▶ _Work instructions_
Count how many lines of the data include the string "SqlType", then say that number and stop.

▶ _Listed records_
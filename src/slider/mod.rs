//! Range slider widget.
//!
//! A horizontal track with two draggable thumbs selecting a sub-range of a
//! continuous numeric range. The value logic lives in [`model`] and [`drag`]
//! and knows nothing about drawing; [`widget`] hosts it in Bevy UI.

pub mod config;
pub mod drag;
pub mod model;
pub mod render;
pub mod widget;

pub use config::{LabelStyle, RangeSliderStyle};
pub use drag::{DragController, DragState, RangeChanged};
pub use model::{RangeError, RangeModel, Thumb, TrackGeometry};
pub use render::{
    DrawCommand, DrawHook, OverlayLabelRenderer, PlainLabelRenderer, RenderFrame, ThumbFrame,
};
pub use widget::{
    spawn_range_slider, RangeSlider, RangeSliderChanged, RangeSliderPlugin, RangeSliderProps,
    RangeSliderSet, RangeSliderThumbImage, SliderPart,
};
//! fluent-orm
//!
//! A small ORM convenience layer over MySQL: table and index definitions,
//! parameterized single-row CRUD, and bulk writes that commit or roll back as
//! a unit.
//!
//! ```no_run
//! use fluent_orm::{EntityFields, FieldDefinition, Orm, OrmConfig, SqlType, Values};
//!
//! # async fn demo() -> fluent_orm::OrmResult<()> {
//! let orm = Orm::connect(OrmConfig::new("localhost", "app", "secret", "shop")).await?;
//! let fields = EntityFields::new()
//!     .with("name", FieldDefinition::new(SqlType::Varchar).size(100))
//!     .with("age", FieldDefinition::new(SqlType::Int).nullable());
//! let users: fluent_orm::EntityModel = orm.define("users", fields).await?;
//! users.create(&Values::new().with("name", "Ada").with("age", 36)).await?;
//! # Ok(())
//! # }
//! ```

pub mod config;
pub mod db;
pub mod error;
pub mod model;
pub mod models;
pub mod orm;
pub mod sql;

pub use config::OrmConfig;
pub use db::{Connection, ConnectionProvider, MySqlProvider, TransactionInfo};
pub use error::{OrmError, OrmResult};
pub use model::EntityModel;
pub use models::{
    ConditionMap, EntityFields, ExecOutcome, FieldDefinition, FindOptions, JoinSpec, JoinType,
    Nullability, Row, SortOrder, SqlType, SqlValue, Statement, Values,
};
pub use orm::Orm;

* * *

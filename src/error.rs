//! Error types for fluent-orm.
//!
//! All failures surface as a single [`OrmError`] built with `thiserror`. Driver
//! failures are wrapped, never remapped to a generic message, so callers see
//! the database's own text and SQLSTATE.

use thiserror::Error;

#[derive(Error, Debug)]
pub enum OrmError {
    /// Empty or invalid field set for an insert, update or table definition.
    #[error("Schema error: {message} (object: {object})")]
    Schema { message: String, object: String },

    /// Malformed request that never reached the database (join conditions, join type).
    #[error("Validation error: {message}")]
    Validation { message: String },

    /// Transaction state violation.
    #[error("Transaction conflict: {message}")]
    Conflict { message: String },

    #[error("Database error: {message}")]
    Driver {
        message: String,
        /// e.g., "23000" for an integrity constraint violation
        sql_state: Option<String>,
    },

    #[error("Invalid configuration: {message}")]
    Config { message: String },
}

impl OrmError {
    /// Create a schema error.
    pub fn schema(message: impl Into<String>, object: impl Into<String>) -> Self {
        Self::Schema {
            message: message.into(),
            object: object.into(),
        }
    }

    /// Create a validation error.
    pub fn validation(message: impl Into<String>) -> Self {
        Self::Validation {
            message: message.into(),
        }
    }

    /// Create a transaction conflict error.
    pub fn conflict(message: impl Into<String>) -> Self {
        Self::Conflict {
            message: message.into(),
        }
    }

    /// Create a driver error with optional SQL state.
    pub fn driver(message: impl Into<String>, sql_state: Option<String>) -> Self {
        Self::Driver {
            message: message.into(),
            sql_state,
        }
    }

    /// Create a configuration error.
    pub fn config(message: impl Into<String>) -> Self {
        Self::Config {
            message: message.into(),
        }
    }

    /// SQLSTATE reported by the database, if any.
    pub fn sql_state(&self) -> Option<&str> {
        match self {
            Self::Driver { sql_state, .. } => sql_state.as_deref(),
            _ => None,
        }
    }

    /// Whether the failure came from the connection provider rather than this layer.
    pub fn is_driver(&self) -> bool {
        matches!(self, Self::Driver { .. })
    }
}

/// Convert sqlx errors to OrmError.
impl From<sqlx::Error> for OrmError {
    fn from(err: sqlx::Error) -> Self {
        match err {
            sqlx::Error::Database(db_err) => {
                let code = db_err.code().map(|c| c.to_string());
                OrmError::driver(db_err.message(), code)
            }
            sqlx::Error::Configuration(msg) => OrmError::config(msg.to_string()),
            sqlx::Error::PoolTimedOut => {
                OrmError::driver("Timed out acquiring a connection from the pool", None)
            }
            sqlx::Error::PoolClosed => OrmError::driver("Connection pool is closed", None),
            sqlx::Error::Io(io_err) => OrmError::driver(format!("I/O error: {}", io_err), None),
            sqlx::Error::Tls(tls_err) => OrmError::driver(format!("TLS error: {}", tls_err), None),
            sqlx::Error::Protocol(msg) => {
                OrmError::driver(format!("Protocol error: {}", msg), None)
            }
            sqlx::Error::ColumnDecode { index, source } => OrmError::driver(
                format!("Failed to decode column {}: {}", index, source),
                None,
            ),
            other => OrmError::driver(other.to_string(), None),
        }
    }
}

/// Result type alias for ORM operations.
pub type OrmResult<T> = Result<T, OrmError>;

▶ _Answer section_
4